---------- SOURCE RECORDS ----------

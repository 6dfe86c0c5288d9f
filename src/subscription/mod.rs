//! Subscription tracking.
//!
//! The pool records every subscribe request it sends so it can replay them
//! after a socket reconnects.
//!
//! # Modules
//!
//! | Module | Description |
//! |--------|-------------|
//! | `registry` | Capacity-bounded record store with oldest-first eviction |

// ============================================================================
// Submodules
// ============================================================================

/// Capacity-bounded subscription store.
pub mod registry;

// ============================================================================
// Re-exports
// ============================================================================

pub use registry::{SubscriptionRecord, SubscriptionRegistry};
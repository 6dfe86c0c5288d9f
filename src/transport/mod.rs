//! Connection transport layer.
//!
//! Everything between a pool and the endpoint: sockets, the per-socket
//! resilience unit and the pool itself.
//!
//! # Architecture
//!
//! ```text
//! ┌────────────────┐      ┌───────────────────┐      ┌───────────┐
//! │ ConnectionPool │─────►│ ConnectionMonitor │─────►│ Connector │──► ws / wss
//! │  (round-robin) │      │  breaker/backoff  │      │ (Socket)  │
//! └────────────────┘      │  heartbeat        │      └───────────┘
//!                         └───────────────────┘
//! ```
//!
//! # Modules
//!
//! | Module | Description |
//! |--------|-------------|
//! | `breaker` | Circuit breaker and backoff policy |
//! | `connector` | tokio-tungstenite socket transport |
//! | `monitor` | Self-healing connection actor |
//! | `pool` | Bounded connection pool and subscription replay |
//! | `socket` | Transport traits and event sink |

// ============================================================================
// Submodules
// ============================================================================

/// Circuit breaker and reconnect backoff.
pub mod breaker;

/// WebSocket transport.
pub mod connector;

/// Per-socket resilience unit.
pub mod monitor;

/// Connection pool.
pub mod pool;

/// Transport abstraction.
pub mod socket;

#[cfg(test)]
pub(crate) mod testing;

// ============================================================================
// Re-exports
// ============================================================================

pub use breaker::{Admission, Backoff, BreakerState, CircuitBreaker};
pub use connector::WsConnector;
pub use monitor::{ConnectionMonitor, FrameHandler, MonitorStatus, ReconnectHook};
pub use pool::{ConnectionPool, HandlerError, HandlerResult, MessageHandler};
pub use socket::{Connector, EventSink, Socket};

----------

> [WHAT TO WORK ON] The material shown above must be written out again in full, exactly as it reads.

> [TASK RESULT]
repository 6dfe86c0c5288d9f
filename src/subscription/mod.rs
//! Subscription tracking.
//!
//! The pool records every subscribe request it sends so it can replay them
//! after a socket reconnects.
//!
//! # Modules
//!
//! | Module | Description |
//! |--------|-------------|
//! | `registry` | Capacity-bounded record store with oldest-first eviction |

// ============================================================================
// Submodules
// ============================================================================

/// Capacity-bounded subscription store.
pub mod registry;

// ============================================================================
// Re-exports
// ============================================================================

pub use registry::{SubscriptionRecord, SubscriptionRegistry};
repository 6dfe86c0c5288d9f
filename src/transport/mod.rs
//! Connection transport layer.
//!
//! Everything between a pool and the endpoint: sockets, the per-socket
//! resilience unit and the pool itself.
//!
//! # Architecture
//!
//! ```text
//! ┌────────────────┐      ┌───────────────────┐      ┌───────────┐
//! │ ConnectionPool │─────►│ ConnectionMonitor │─────►│ Connector │──► ws / wss
//! │  (round-robin) │      │  breaker/backoff  │      │ (Socket)  │
//! └────────────────┘      │  heartbeat        │      └───────────┘
//!                         └───────────────────┘
//! ```
//!
//! # Modules
//!
//! | Module | Description |
//! |--------|-------------|
//! | `breaker` | Circuit breaker and backoff policy |
//! | `connector` | tokio-tungstenite socket transport |
//! | `monitor` | Self-healing connection actor |
//! | `pool` | Bounded connection pool and subscription replay |
//! | `socket` | Transport traits and event sink |

// ============================================================================
// Submodules
// ============================================================================

/// Circuit breaker and reconnect backoff.
pub mod breaker;

/// WebSocket transport.
pub mod connector;

/// Per-socket resilience unit.
pub mod monitor;

/// Connection pool.
pub mod pool;

/// Transport abstraction.
pub mod socket;

#[cfg(test)]
pub(crate) mod testing;

// ============================================================================
// Re-exports
// ============================================================================

pub use breaker::{Admission, Backoff, BreakerState, CircuitBreaker};
pub use connector::WsConnector;
pub use monitor::{ConnectionMonitor, FrameHandler, MonitorStatus, ReconnectHook};
pub use pool::{ConnectionPool, HandlerError, HandlerResult, MessageHandler};
pub use socket::{Connector, EventSink, Socket};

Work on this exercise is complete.